Quinn composed himself and looked around at the mess, then at the kid. "There are papers strewn around all over outside, hanging in the fences, in the bushes. I need you to gather them up and stack them as neatly as you can. Bring them here. Can you do that?"
The kid nodded.
"Excellent. I'm Nathan Quinn." Nate extended his hand to shake.
The kid moved across the room and caught Nate's hand in a powerful grip. The scientist almost winced but instead returned the pressure and tried to smile.
"Pelekekona," said the kid. "Call me Kona."
"Welcome aboard, Kona."
The kid looked around now, looking as if by giving his name he had relinquished some of his power and was suddenly weak, despite the muscles that rippled across his chest and abdomen. "Who did this?"
"No idea." Nate picked up a cassette tape that had been pulled out of the spools and wadded into a bird's nest of brown plastic. "You go get those papers. I'm going to call the police. That a problem?"
Kona shook his head. "Why would it be?"
"No reason. Grab those papers now. Nothing is trash until I look at it, eh?"
"Overstood, brah," Kona said, grinning back at Nate as he headed out into sun. Once outside, he turned and called, "Hey, Kahuna Quinn."
"What?"
"How come them humpies sing like dat?"
"What do you think?" Nate asked, and in the asking there was hope. Despite the fact that the kid was young and irritating and probably stoned, the biologist truly hoped that Kona — unburdened by too much knowledge — would give him the answer. He didn't care where it came from or how it came (and it would still have to be proved); he just wanted to know, which is what set him apart from the hacks, the wannabes, the backstabbers, and the ego jockeys in the field. Nate just wanted to know.
"I think they trying to shout down Babylon, maybe."
"You'll have to explain to me what that means."
"We fix this fuckery, then we fire up a spliff and think over it, brah."
* * *
Five hours later Clay came through the door talking. "We got some amazing stuff today, Nate. Some of the best cow/calf stuff I've ever shot." Clay was still so excited he almost skipped into the room.
"Okay," Nate said with a zombielike lack of enthusiasm. He sat in front of his patched-together computer at one of the desks. The office was mostly put back in order, but the open computer case sitting on the desk with wires spread out to a diaspora of refugee drive units told a tale of data gone wild. "Someone broke in. Tore apart the office."
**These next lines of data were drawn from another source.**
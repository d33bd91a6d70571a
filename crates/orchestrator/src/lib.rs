//! Prefetch orchestrator.
//!
//! Wires the streaming splitter and the TTS cache into the
//! chat-completion forwarding pipe: every upstream chunk reaches the
//! client unchanged while its text is split into synthesis-ready segments
//! and submitted for prefetch.

mod orchestrator;
mod sse;

pub use orchestrator::Orchestrator;
pub use sse::{extract_delta, LineReassembler};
Clay didn't want to be concerned. He had great videotape to edit. Suddenly, looking at the fans and wires, it occurred to him that someone might have broken his editing setup. He whirled around to see his forty-two-inch flat-panel monitor leaning against the wall, a long diagonal crack bisected the glass. "Oh," he said. "Oh, jeez."
Amy walked in smiling, "Nate you won't believe the — " She pulled up, saw Clay staring at his broken monitor, the computer scattered over Nate's desk, files stacked here and there where they shouldn't be. "Oh," she said.
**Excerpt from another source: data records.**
use std::time::Duration;

use config::{Config, Environment, File};
use serde::{Deserialize, Serialize};

use crate::error::ConfigError;

fn default_host() -> String {
    "0.0.0.0".to_string()
}
fn default_port() -> u16 {
    8000
}
fn default_newapi_timeout() -> u64 {
    120
}
fn default_tts_default_model() -> String {
    "liang".to_string()
}
fn default_tts_max_concurrent_per_endpoint() -> usize {
    3
}
fn default_tts_request_timeout() -> u64 {
    60
}
fn default_tts_retry_count() -> u32 {
    2
}
fn default_cache_max_size() -> usize {
    1000
}
fn default_cache_ttl() -> u64 {
    3600
}
fn default_cache_cleanup_interval() -> u64 {
    300
}
fn default_splitter_max_len() -> usize {
    40
}
fn default_splitter_min_len() -> usize {
    5
}
fn default_log_level() -> String {
    "INFO".to_string()
}
fn default_health_check_timeout() -> u64 {
    5
}

/// Process-wide settings, loaded once at startup. Field names mirror the
/// flat environment/file keys of the external configuration surface
/// exactly, so `config`'s layered sources can deserialize directly into
/// this struct with no intermediate remapping.
#[derive(Debug, Clone, Serialize, Deserialize)]
pub struct Settings {
    #[serde(default = "default_host")]
    pub host: String,
    #[serde(default = "default_port")]
    pub port: u16,

    /// Base URL of the upstream chat-completion provider. Required.
    #[serde(default)]
    pub newapi_base_url: String,
    /// Bearer token for the upstream chat-completion provider. Required.
    #[serde(default)]
    pub newapi_api_key: String,
    #[serde(default = "default_newapi_timeout")]
    pub newapi_timeout: u64,

    /// Comma-separated TTS endpoint URLs, as received. Required (non-empty
    /// after parsing). Use [`Settings::tts_endpoints`] to get the parsed list.
    #[serde(default)]
    pub tts_endpoints: String,
    #[serde(default = "default_tts_default_model")]
    pub tts_default_model: String,
    #[serde(default = "default_tts_max_concurrent_per_endpoint")]
    pub tts_max_concurrent_per_endpoint: usize,
    #[serde(default = "default_tts_request_timeout")]
    pub tts_request_timeout: u64,
    #[serde(default = "default_tts_retry_count")]
    pub tts_retry_count: u32,

    #[serde(default = "default_cache_max_size")]
    pub cache_max_size: usize,
    #[serde(default = "default_cache_ttl")]
    pub cache_ttl: u64,
    #[serde(default = "default_cache_cleanup_interval")]
    pub cache_cleanup_interval: u64,

    #[serde(default = "default_splitter_max_len")]
    pub splitter_max_len: usize,
    #[serde(default = "default_splitter_min_len")]
    pub splitter_min_len: usize,

    #[serde(default = "default_log_level")]
    pub log_level: String,

    /// Interval, in seconds, on which the background health-check loop
    /// re-probes every endpoint's `/health` route. Unset disables the loop.
    #[serde(default)]
    pub health_check_interval: Option<u64>,
    #[serde(default = "default_health_check_timeout")]
    pub health_check_timeout: u64,
}

impl Default for Settings {
    fn default() -> Self {
        Self {
            host: default_host(),
            port: default_port(),
            newapi_base_url: String::new(),
            newapi_api_key: String::new(),
            newapi_timeout: default_newapi_timeout(),
            tts_endpoints: String::new(),
            tts_default_model: default_tts_default_model(),
            tts_max_concurrent_per_endpoint: default_tts_max_concurrent_per_endpoint(),
            tts_request_timeout: default_tts_request_timeout(),
            tts_retry_count: default_tts_retry_count(),
            cache_max_size: default_cache_max_size(),
            cache_ttl: default_cache_ttl(),
            cache_cleanup_interval: default_cache_cleanup_interval(),
            splitter_max_len: default_splitter_max_len(),
            splitter_min_len: default_splitter_min_len(),
            log_level: default_log_level(),
            health_check_interval: None,
            health_check_timeout: default_health_check_timeout(),
        }
    }
}

impl Settings {
    /// Parses [`Settings::tts_endpoints`] into a list, trimming whitespace
    /// and dropping empty entries.
    pub fn tts_endpoint_list(&self) -> Vec<String> {
        self.tts_endpoints
            .split(',')
            .map(|s| s.trim())
            .filter(|s| !s.is_empty())
            .map(|s| s.to_string())
            .collect()
    }

    pub fn newapi_timeout(&self) -> Duration {
        Duration::from_secs(self.newapi_timeout)
    }

    pub fn tts_request_timeout(&self) -> Duration {
        Duration::from_secs(self.tts_request_timeout)
    }

    pub fn cache_ttl(&self) -> Duration {
        Duration::from_secs(self.cache_ttl)
    }

    pub fn cache_cleanup_interval(&self) -> Duration {
        Duration::from_secs(self.cache_cleanup_interval)
    }

    pub fn health_check_interval(&self) -> Option<Duration> {
        self.health_check_interval.map(Duration::from_secs)
    }

    pub fn health_check_timeout(&self) -> Duration {
        Duration::from_secs(self.health_check_timeout)
    }

    /// Cross-field validation. Required fields with no sensible default
    /// (upstream base URL, upstream API key, TTS endpoint list) must be
    /// present; numeric fields must be in sane ranges.
    pub fn validate(&self) -> Result<(), ConfigError> {
        if self.newapi_base_url.trim().is_empty() {
            return Err(ConfigError::MissingField("newapi_base_url".to_string()));
        }
        if self.newapi_api_key.trim().is_empty() {
            return Err(ConfigError::MissingField("newapi_api_key".to_string()));
        }
        if self.tts_endpoint_list().is_empty() {
            return Err(ConfigError::MissingField("tts_endpoints".to_string()));
        }
        if self.port == 0 {
            return Err(ConfigError::InvalidValue {
                field: "port".to_string(),
                message: "must be nonzero".to_string(),
            });
        }
        if self.tts_max_concurrent_per_endpoint == 0 {
            return Err(ConfigError::InvalidValue {
                field: "tts_max_concurrent_per_endpoint".to_string(),
                message: "must be at least 1".to_string(),
            });
        }
        if self.tts_request_timeout == 0 {
            return Err(ConfigError::InvalidValue {
                field: "tts_request_timeout".to_string(),
                message: "must be positive".to_string(),
            });
        }
        if self.newapi_timeout == 0 {
            return Err(ConfigError::InvalidValue {
                field: "newapi_timeout".to_string(),
                message: "must be positive".to_string(),
            });
        }
        if self.cache_max_size == 0 {
            return Err(ConfigError::InvalidValue {
                field: "cache_max_size".to_string(),
                message: "must be at least 1".to_string(),
            });
        }
        if self.splitter_min_len == 0 {
            return Err(ConfigError::InvalidValue {
                field: "splitter_min_len".to_string(),
                message: "must be at least 1".to_string(),
            });
        }
        if self.splitter_max_len < self.splitter_min_len {
            return Err(ConfigError::InvalidValue {
                field: "splitter_max_len".to_string(),
                message: "must be >= splitter_min_len".to_string(),
            });
        }
        if self.health_check_interval == Some(0) {
            return Err(ConfigError::InvalidValue {
                field: "health_check_interval".to_string(),
                message: "must be positive when set".to_string(),
            });
        }
        if self.health_check_timeout == 0 {
            return Err(ConfigError::InvalidValue {
                field: "health_check_timeout".to_string(),
                message: "must be positive".to_string(),
            });
        }
        Ok(())
    }
}

/// Loads settings from layered sources and validates the result.
///
/// Priority (highest to lowest):
/// 1. Environment variables (`TTS_ACCEL_*`)
/// 2. `config/{env}.toml` (if `env` is given)
/// 3. `config/default.toml`
/// 4. Built-in defaults
pub fn load_settings(env: Option<&str>) -> Result<Settings, ConfigError> {
    let mut builder = Config::builder();

    builder = builder.add_source(File::with_name("config/default").required(false));
    if let Some(env_name) = env {
        builder =
            builder.add_source(File::with_name(&format!("config/{env_name}")).required(false));
    }
    builder = builder.add_source(
        Environment::with_prefix("TTS_ACCEL")
            .separator("__")
            .try_parsing(true),
    );

    let raw = builder.build()?;
    let settings: Settings = raw.try_deserialize()?;
    settings.validate()?;
    Ok(settings)
}

#[cfg(test)]
mod tests {
    use super::*;

    #[test]
    fn defaults_match_spec() {
        let s = Settings::default();
        assert_eq!(s.host, "0.0.0.0");
        assert_eq!(s.port, 8000);
        assert_eq!(s.tts_default_model, "liang");
        assert_eq!(s.tts_max_concurrent_per_endpoint, 3);
        assert_eq!(s.tts_retry_count, 2);
        assert_eq!(s.cache_max_size, 1000);
        assert_eq!(s.cache_ttl, 3600);
        assert_eq!(s.splitter_min_len, 5);
        assert_eq!(s.splitter_max_len, 40);
    }

    #[test]
    fn validate_fails_without_required_fields() {
        let s = Settings::default();
        assert!(matches!(
            s.validate(),
            Err(ConfigError::MissingField(f)) if f == "newapi_base_url"
        ));
    }

    #[test]
    fn tts_endpoint_list_trims_and_drops_empty() {
        let mut s = Settings::default();
        s.tts_endpoints = " http://a:8001 , http://a:8002,, ".to_string();
        assert_eq!(
            s.tts_endpoint_list(),
            vec!["http://a:8001".to_string(), "http://a:8002".to_string()]
        );
    }

    #[test]
    fn validate_passes_with_required_fields_set() {
        let mut s = Settings::default();
        s.newapi_base_url = "https://newapi.example.com".to_string();
        s.newapi_api_key = "sk-test".to_string();
        s.tts_endpoints = "http://tts-1:8000".to_string();
        assert!(s.validate().is_ok());
    }

    #[test]
    fn validate_rejects_inverted_splitter_thresholds() {
        let mut s = Settings::default();
        s.newapi_base_url = "https://newapi.example.com".to_string();
        s.newapi_api_key = "sk-test".to_string();
        s.tts_endpoints = "http://tts-1:8000".to_string();
        s.splitter_max_len = 3;
        s.splitter_min_len = 5;
        assert!(s.validate().is_err());
    }

    #[test]
    fn load_settings_reads_environment_overrides() {
        std::env::set_var("TTS_ACCEL_NEWAPI_BASE_URL", "https://env.example.com");
        std::env::set_var("TTS_ACCEL_NEWAPI_API_KEY", "env-key");
        std::env::set_var("TTS_ACCEL_TTS_ENDPOINTS", "http://env-tts:8000");
        let settings = load_settings(None).expect("settings should load from env");
        assert_eq!(settings.newapi_base_url, "https://env.example.com");
        assert_eq!(settings.tts_endpoint_list(), vec!["http://env-tts:8000"]);
        std::env::remove_var("TTS_ACCEL_NEWAPI_BASE_URL");
        std::env::remove_var("TTS_ACCEL_NEWAPI_API_KEY");
        std::env::remove_var("TTS_ACCEL_TTS_ENDPOINTS");
    }
}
"Someone broke in," Clay said forlornly.
She put her hand on Clay's shoulder. "Today? In broad daylight?"
Nate swiveled around in his chair. "They went through our living quarters, too. The police have already been here." He saw Clay staring at his monitor. "Oh, and that. Sorry, Clay."
"You guys have insurance, right?" Amy said.
Clay didn't look away from his broken monitor. "Dr. Quinn, did you pay the insurance?" Clay called Nate «doctor» only when he wanted to remind him of just how official and absolutely professional they really ought to be.
"Last week. Went out with the boat insurance."
"Well, then, we're okay," Amy said, jostling Clay, squeezing his shoulder, punching his arm, pinching his butt. "We can order a new monitor tonight, ya big palooka." she chirped, looking like a goth version of the bluebird of happiness.
"Hey!" Clay grinned, "Yeah, we're okay." He turned to Nate, smiling. "Anything else broken? Anything missing?"
Nate pointed to the wastebasket where a virtual haystack of audiotape was spilling over in tangles. "That was spread all over the compound along with all the files. We lost most of the tape, going back two years."
Amy stopped being cheerful and looked appropriately concerned. "What about the digitals?" She elbowed Clay, who was still grinning, and he joined her in gravity. They frowned. (Nate recorded all the audio on analog tape, then transferred it to the computer for analysis. Theoretically, there should be digital copies of everything.)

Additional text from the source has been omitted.